Maybe it wasn’t just me and my dark little secret.
No, I hadn’t told anyone what I could do yet. Didn’t really understand it myself.
Necromancer.
That’s what the admissions letter had called me, but what was it? What did it really mean?
I hadn’t a clue. But experience had taught me not to mention my so-called gifts unless I wanted people to shun me.
Or worse.
My fingers tightened slightly around the mug.
“You okay?” Ursula asked softly.
I blinked, forcing myself back to the present.
“Yeah,” I said, quieter this time. “Just adjusting.”
Adjusting to magic being real.
To Monsters being real.
To the fact that I was one of them.
And to the unsettling, impossible truth that something in this place?—
Something powerful—something broken—had made itself known to me the moment I arrived.
I hadn’t imagined it.
I knew I hadn’t.
And somehow, I had the feeling—it knew me, too.

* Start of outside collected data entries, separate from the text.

//! Plaintext/ciphertext alphabet derivation for substitution ciphers.

use itertools::Itertools;
use serde::{Deserialize, Serialize};

use crate::text::{is_latin_letter, upper};

/// English alphabet.
pub const ENGLISH: &str = "ABCDEFGHIJKLMNOPQRSTUVWXYZ";
/// Spanish alphabet, with `Ñ` between `N` and `O`.
pub const SPANISH: &str = "ABCDEFGHIJKLMNÑOPQRSTUVWXYZ";

/// Alphabet over which a substitution cipher operates.
#[derive(Serialize, Deserialize, Debug, Default, Copy, Clone, PartialEq, Eq, Hash)]
#[serde(rename_all = "snake_case")]
pub enum Alphabet {
    /// 26-letter English alphabet.
    #[default]
    English,
    /// 27-letter Spanish alphabet.
    Spanish,
}

impl Alphabet {
    /// Returns the letters of the alphabet in natural order.
    pub fn standard(self) -> Vec<char> {
        match self {
            Alphabet::English => ENGLISH.chars().collect(),
            Alphabet::Spanish => SPANISH.chars().collect(),
        }
    }

    /// Returns the number of letters in the alphabet.
    pub fn len(self) -> usize {
        match self {
            Alphabet::English => 26,
            Alphabet::Spanish => 27,
        }
    }

    /// Returns whether `c` is an uppercase letter of the alphabet.
    pub fn contains(self, c: char) -> bool {
        is_latin_letter(c) || (self == Alphabet::Spanish && c == 'Ñ')
    }

    /// Returns the uppercase letters of `s` that belong to the alphabet.
    pub fn letters(self, s: &str) -> Vec<char> {
        s.chars().map(upper).filter(|&c| self.contains(c)).collect()
    }

    /// Builds a keyed alphabet: the letters of `keyword` in first-occurrence
    /// order, followed by the remaining letters in natural order.
    ///
    /// Only `A`-`Z` keyword letters are used. The Spanish alphabet places `Ñ`
    /// last, after `Z`.
    pub fn keyed(self, keyword: &str) -> Vec<char> {
        let mut ret: Vec<char> = keyword
            .chars()
            .map(upper)
            .filter(|&c| is_latin_letter(c))
            .unique()
            .collect();
        let rest = ENGLISH.chars().filter(|c| !ret.contains(c)).collect_vec();
        ret.extend(rest);
        if self == Alphabet::Spanish {
            ret.push('Ñ');
        }
        ret
    }
}

/// Keyed alphabet construction used by a substitution cipher.
#[derive(Serialize, Deserialize, Debug, Copy, Clone, PartialEq, Eq, Hash)]
pub enum KeyedScheme {
    /// Keyed plaintext alphabet, straight ciphertext alphabet.
    K1,
    /// Straight plaintext alphabet, keyed ciphertext alphabet.
    K2,
    /// Keyed plaintext and ciphertext alphabets, offset by a rotation.
    K3,
}

impl KeyedScheme {
    /// Returns the rotation applied to the ciphertext alphabet when none is
    /// specified.
    ///
    /// K3 defaults to 1 so that no letter maps to itself.
    pub fn default_shift(self) -> usize {
        match self {
            KeyedScheme::K1 | KeyedScheme::K2 => 0,
            KeyedScheme::K3 => 1,
        }
    }

    /// Derives the plaintext/ciphertext alphabet pairing for a keyword.
    pub fn alphabet_pair(self, alphabet: Alphabet, keyword: &str, shift: Option<usize>) -> AlphabetPair {
        let keyed = alphabet.keyed(keyword);
        let standard = alphabet.standard();
        let (plain, mut cipher) = match self {
            KeyedScheme::K1 => (keyed, standard),
            KeyedScheme::K2 => (standard, keyed),
            KeyedScheme::K3 => (keyed.clone(), keyed),
        };
        if !cipher.is_empty() {
            let shift = shift.unwrap_or(self.default_shift()) % cipher.len();
            cipher.rotate_left(shift);
        }
        AlphabetPair::new(plain, cipher)
    }
}

/// Pairing of a plaintext alphabet with a ciphertext alphabet: the letter at
/// index `i` of `cipher` decrypts to the letter at index `i` of `plain`.
#[derive(Serialize, Deserialize, Debug, Default, Clone, PartialEq, Eq, Hash)]
pub struct AlphabetPair {
    /// Plaintext alphabet.
    pub plain: String,
    /// Ciphertext alphabet.
    pub cipher: String,
}

impl AlphabetPair {
    /// Constructs a pairing from two letter sequences.
    pub fn new(plain: impl IntoIterator<Item = char>, cipher: impl IntoIterator<Item = char>) -> Self {
        Self {
            plain: plain.into_iter().collect(),
            cipher: cipher.into_iter().collect(),
        }
    }

    /// Pairs a random-substitution key with the straight alphabet. `key[i]`
    /// is the ciphertext letter for plaintext letter `i`.
    pub fn from_random_key(alphabet: Alphabet, key: &str) -> Self {
        Self::new(alphabet.standard(), key.chars().map(upper))
    }

    /// Returns the plaintext letter that `cipher_letter` decrypts to.
    ///
    /// If the alphabets differ in length, only the common prefix is paired.
    pub fn decrypt(&self, cipher_letter: char) -> Option<char> {
        self.cipher
            .chars()
            .zip(self.plain.chars())
            .find(|&(c, _)| c == cipher_letter)
            .map(|(_, p)| p)
    }

    /// Returns the ciphertext letter that `plain_letter` encrypts to.
    pub fn encrypt(&self, plain_letter: char) -> Option<char> {
        self.plain
            .chars()
            .zip(self.cipher.chars())
            .find(|&(p, _)| p == plain_letter)
            .map(|(_, c)| c)
    }

    /// Returns whether the pairing has no letters.
    pub fn is_empty(&self) -> bool {
        self.plain.is_empty() || self.cipher.is_empty()
    }
}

The dorm door opened, and two more women entered the dorm, dragging luggage behind them.
Apparently, admissions week was a whole thing. Because of the scarcity of portals and the need to space everything out, new arrivals would be filing in for days.
And this was a four-person suite. Not the double I had envisioned.
Great.
Not.
I valued privacy.
Silence.
Locked doors.
But here we were.
“Hi, I’m Sapphire. Empath.”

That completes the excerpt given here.